* WORK INSTRUCTION
In the entries below, every line with the string "Value" is to be reported.

* GIVEN ENTRIES
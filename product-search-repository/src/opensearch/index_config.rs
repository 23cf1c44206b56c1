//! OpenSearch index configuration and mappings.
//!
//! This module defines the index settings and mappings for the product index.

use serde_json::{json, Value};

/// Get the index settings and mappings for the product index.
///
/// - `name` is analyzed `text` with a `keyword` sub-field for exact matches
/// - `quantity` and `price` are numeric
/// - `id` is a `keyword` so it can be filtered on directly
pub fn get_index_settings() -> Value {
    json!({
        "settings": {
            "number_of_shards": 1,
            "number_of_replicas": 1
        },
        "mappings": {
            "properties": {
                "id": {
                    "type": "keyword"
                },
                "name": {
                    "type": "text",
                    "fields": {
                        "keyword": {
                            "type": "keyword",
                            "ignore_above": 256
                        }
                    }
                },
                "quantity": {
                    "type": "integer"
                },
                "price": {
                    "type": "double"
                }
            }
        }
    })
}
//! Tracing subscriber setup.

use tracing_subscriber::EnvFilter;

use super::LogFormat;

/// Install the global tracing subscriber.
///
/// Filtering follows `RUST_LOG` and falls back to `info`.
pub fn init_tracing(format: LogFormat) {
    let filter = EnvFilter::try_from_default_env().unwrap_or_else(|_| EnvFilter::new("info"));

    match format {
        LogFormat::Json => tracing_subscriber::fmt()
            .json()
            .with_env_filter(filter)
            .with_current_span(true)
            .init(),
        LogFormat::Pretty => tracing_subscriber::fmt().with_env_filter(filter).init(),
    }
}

* RESULT BELOW
use serde_json::{json, Value};
pub fn get_index_settings() -> Value {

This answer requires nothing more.